* WHAT NEEDS TO BE DONE
Copy out, from the data below, each line in which the word "find" occurs.

Dataset items:

···

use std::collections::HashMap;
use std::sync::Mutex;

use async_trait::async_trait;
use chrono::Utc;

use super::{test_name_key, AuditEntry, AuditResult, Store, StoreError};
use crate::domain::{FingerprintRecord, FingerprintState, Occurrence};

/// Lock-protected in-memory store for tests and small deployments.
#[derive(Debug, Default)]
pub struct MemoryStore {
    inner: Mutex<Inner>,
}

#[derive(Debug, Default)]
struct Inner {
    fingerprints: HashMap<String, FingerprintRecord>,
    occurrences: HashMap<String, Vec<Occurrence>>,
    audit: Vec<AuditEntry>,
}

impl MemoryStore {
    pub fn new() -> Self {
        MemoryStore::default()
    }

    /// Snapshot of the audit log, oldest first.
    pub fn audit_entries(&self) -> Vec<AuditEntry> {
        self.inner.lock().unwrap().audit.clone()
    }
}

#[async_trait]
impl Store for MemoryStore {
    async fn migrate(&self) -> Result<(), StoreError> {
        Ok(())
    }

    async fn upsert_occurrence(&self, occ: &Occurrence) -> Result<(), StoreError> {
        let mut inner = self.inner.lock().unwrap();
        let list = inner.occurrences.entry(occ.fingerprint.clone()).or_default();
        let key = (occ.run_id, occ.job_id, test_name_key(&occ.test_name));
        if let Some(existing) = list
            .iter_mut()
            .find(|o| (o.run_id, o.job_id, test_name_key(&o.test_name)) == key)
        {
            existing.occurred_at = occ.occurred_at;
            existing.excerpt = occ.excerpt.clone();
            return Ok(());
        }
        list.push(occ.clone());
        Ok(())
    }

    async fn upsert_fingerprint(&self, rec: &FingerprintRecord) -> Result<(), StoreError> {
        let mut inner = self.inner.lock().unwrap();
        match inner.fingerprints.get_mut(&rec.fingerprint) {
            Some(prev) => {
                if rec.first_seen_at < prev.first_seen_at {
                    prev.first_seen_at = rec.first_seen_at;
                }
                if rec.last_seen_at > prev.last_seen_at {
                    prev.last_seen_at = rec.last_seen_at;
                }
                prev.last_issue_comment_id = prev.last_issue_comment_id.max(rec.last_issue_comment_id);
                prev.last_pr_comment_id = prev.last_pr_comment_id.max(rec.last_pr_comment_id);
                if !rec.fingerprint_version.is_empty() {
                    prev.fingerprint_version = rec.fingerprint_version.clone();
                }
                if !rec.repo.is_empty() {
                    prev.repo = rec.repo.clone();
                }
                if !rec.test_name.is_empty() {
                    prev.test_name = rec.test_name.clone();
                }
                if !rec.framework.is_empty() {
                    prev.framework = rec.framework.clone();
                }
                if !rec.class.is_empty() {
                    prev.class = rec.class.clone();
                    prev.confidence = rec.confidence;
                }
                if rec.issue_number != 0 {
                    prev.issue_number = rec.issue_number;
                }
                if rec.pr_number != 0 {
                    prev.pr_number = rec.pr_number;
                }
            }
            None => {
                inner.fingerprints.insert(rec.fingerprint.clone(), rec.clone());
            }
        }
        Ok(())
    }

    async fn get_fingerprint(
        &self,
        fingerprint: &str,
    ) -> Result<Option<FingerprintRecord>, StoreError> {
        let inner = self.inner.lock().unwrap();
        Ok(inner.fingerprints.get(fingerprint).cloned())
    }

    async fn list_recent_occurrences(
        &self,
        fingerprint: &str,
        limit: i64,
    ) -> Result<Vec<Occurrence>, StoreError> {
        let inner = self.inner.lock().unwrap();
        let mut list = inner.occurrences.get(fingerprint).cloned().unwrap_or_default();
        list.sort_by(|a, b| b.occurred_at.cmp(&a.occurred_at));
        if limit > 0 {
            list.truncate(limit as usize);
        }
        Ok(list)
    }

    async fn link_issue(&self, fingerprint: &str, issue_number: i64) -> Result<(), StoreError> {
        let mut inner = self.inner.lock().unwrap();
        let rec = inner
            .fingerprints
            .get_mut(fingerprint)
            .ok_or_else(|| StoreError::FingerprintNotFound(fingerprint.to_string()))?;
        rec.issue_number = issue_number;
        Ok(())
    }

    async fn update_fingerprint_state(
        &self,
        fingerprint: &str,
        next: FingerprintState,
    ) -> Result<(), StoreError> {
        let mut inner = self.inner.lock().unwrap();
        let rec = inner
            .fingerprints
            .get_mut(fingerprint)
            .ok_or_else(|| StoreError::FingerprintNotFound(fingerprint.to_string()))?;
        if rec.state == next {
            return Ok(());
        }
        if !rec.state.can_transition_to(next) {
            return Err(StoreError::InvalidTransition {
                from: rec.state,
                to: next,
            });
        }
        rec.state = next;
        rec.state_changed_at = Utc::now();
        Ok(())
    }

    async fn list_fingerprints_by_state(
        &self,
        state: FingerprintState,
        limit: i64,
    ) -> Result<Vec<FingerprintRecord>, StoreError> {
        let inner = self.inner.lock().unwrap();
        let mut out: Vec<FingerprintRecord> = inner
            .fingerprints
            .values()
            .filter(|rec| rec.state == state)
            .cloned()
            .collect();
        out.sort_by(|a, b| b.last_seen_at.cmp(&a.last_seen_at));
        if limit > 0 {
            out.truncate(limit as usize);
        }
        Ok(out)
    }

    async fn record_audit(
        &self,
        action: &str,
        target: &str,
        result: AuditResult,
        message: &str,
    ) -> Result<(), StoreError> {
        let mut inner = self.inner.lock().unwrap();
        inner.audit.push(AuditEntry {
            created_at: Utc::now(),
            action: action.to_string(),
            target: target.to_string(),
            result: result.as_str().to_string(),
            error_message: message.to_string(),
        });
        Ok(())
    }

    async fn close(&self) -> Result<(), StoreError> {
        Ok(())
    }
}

···

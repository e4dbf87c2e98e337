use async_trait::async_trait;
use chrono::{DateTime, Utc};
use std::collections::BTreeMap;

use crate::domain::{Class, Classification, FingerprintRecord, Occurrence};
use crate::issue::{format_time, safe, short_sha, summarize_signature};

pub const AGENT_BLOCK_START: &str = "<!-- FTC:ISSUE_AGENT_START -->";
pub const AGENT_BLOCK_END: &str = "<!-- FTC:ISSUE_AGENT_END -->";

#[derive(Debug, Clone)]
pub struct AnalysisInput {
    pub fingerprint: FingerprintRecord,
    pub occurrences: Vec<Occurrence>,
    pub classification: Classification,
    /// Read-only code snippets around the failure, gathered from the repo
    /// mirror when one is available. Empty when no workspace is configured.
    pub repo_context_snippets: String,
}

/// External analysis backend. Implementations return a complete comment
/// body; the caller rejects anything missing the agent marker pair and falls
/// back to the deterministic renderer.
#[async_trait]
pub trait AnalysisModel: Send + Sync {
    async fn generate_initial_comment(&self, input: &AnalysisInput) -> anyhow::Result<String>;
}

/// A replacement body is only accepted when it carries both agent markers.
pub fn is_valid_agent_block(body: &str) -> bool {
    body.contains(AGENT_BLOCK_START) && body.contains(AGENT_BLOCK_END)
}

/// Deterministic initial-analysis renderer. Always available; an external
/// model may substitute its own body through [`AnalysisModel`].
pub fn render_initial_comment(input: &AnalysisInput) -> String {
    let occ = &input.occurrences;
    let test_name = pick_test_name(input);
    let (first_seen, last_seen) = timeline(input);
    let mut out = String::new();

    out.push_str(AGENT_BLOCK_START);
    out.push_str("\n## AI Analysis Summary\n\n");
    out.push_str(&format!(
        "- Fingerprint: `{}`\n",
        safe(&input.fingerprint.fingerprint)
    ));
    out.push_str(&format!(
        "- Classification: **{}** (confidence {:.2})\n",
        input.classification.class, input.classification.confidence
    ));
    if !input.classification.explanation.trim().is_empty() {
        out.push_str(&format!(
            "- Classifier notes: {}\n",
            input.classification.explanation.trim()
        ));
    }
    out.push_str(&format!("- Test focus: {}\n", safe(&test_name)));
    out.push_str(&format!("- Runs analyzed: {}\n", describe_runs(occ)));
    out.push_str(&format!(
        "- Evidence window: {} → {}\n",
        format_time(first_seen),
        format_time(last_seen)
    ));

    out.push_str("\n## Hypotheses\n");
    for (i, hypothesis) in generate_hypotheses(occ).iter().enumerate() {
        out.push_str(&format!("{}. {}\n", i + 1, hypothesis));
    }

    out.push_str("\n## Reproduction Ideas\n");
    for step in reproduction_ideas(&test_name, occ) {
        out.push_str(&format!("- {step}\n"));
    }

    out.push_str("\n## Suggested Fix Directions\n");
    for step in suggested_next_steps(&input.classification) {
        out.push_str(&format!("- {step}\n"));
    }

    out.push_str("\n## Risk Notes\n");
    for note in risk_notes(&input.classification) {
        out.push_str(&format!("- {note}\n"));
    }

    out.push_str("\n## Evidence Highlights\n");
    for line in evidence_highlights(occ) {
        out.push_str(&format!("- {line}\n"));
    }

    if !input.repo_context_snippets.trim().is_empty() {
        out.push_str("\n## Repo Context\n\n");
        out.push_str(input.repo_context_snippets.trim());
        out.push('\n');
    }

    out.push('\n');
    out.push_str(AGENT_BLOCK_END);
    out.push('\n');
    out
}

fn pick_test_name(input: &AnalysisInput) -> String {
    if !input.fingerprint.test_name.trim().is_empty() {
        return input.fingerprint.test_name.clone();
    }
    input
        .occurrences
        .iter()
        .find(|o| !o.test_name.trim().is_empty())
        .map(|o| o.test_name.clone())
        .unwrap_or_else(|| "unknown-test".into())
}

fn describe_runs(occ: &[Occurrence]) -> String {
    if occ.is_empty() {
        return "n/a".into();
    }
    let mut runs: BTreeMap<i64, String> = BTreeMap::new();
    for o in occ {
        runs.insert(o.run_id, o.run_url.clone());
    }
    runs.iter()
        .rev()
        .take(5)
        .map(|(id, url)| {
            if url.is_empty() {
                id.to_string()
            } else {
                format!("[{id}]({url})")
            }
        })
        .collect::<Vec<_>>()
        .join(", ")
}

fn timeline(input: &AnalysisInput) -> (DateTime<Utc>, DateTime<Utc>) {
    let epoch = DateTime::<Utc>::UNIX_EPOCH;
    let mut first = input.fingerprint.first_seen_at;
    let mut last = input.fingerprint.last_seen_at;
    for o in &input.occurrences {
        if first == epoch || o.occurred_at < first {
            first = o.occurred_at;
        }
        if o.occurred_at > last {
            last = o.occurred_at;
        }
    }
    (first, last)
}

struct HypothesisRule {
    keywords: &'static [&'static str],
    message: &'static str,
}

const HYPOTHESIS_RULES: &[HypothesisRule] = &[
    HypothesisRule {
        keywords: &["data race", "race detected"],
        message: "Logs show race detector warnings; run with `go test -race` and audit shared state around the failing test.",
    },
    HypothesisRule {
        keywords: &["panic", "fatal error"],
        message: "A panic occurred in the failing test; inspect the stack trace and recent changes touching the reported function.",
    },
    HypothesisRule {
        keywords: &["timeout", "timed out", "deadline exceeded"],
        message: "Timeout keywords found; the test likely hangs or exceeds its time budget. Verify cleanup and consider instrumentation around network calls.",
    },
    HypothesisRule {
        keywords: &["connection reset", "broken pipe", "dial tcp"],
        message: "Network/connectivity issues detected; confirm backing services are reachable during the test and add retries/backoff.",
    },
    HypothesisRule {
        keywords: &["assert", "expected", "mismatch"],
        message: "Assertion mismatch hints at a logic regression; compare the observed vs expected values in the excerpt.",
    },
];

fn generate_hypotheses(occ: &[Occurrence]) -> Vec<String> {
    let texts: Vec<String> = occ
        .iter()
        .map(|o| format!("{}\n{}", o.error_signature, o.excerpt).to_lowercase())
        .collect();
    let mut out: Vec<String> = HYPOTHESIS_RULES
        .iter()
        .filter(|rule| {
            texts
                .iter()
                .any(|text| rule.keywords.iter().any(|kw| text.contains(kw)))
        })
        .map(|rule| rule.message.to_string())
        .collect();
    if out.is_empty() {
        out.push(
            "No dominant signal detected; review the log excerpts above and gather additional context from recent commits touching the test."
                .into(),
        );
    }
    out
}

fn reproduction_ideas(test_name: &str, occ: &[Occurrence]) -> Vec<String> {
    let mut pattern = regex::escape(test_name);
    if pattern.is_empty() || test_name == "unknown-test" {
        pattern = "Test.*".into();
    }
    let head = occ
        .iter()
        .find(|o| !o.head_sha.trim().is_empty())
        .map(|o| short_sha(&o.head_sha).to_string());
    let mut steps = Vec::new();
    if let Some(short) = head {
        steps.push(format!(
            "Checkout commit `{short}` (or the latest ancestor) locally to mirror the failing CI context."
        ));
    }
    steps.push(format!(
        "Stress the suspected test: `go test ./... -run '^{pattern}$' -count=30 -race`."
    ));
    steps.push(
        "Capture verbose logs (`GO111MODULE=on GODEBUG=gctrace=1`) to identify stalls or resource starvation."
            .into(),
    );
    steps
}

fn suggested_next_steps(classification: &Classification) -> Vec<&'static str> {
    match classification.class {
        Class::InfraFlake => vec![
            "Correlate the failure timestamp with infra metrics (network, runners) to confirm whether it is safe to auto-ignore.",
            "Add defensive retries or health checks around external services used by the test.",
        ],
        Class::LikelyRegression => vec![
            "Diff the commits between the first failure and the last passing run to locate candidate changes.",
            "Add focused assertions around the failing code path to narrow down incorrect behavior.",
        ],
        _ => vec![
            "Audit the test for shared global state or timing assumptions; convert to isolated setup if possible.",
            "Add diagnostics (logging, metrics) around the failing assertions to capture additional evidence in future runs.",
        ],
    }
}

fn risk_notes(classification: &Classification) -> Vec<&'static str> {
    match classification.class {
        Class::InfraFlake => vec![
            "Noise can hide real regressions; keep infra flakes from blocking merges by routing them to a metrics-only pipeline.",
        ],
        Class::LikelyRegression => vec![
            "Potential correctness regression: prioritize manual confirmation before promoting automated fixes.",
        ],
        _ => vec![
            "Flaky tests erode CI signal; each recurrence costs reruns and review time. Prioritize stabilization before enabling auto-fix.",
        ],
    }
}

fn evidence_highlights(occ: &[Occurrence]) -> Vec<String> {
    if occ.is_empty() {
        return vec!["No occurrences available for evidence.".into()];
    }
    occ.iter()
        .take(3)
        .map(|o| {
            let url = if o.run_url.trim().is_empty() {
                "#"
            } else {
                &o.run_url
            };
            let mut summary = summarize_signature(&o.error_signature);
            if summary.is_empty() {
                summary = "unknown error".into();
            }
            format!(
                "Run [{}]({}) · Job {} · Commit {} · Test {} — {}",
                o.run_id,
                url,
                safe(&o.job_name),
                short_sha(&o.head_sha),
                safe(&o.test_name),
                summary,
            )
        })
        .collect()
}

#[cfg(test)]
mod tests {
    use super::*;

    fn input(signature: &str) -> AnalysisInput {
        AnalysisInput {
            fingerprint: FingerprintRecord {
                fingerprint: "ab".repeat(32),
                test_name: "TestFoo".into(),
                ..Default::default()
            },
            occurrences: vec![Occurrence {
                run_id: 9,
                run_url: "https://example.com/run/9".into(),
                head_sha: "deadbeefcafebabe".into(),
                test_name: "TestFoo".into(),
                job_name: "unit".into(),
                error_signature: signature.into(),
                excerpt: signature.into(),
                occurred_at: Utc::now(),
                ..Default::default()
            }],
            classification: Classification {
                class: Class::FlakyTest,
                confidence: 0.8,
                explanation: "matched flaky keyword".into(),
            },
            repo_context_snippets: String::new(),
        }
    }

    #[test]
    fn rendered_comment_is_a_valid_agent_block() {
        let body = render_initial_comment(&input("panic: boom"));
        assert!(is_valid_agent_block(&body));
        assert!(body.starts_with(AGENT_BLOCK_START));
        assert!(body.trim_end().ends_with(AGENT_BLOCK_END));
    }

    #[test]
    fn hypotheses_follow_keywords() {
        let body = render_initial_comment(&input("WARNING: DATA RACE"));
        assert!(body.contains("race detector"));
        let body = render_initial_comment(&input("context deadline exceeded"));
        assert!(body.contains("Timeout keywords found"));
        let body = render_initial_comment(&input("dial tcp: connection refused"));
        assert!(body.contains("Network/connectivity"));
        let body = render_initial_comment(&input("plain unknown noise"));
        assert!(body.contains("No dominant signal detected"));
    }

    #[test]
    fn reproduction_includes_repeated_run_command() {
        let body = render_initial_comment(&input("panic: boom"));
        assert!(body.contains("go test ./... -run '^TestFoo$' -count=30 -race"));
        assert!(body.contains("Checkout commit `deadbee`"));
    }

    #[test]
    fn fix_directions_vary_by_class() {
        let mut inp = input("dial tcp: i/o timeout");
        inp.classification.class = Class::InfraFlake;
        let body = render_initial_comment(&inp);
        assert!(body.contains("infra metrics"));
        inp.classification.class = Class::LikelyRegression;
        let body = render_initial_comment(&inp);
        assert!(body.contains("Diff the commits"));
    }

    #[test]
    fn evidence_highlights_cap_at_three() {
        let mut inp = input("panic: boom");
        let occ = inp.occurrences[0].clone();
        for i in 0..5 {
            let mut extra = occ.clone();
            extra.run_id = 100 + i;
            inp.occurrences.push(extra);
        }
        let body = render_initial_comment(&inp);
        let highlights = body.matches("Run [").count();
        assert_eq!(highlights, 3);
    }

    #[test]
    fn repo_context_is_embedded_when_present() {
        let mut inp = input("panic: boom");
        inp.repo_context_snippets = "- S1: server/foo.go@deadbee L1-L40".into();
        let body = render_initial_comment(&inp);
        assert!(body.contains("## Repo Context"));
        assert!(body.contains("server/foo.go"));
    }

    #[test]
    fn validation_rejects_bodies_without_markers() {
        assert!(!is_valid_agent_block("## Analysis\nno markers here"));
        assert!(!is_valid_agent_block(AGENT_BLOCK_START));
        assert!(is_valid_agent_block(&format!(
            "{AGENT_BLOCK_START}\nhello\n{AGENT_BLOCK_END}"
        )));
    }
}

···

* TASK OUTPUT
            .find(|o| (o.run_id, o.job_id, test_name_key(&o.test_name)) == key)
        .find(|o| !o.test_name.trim().is_empty())
        .find(|o| !o.head_sha.trim().is_empty())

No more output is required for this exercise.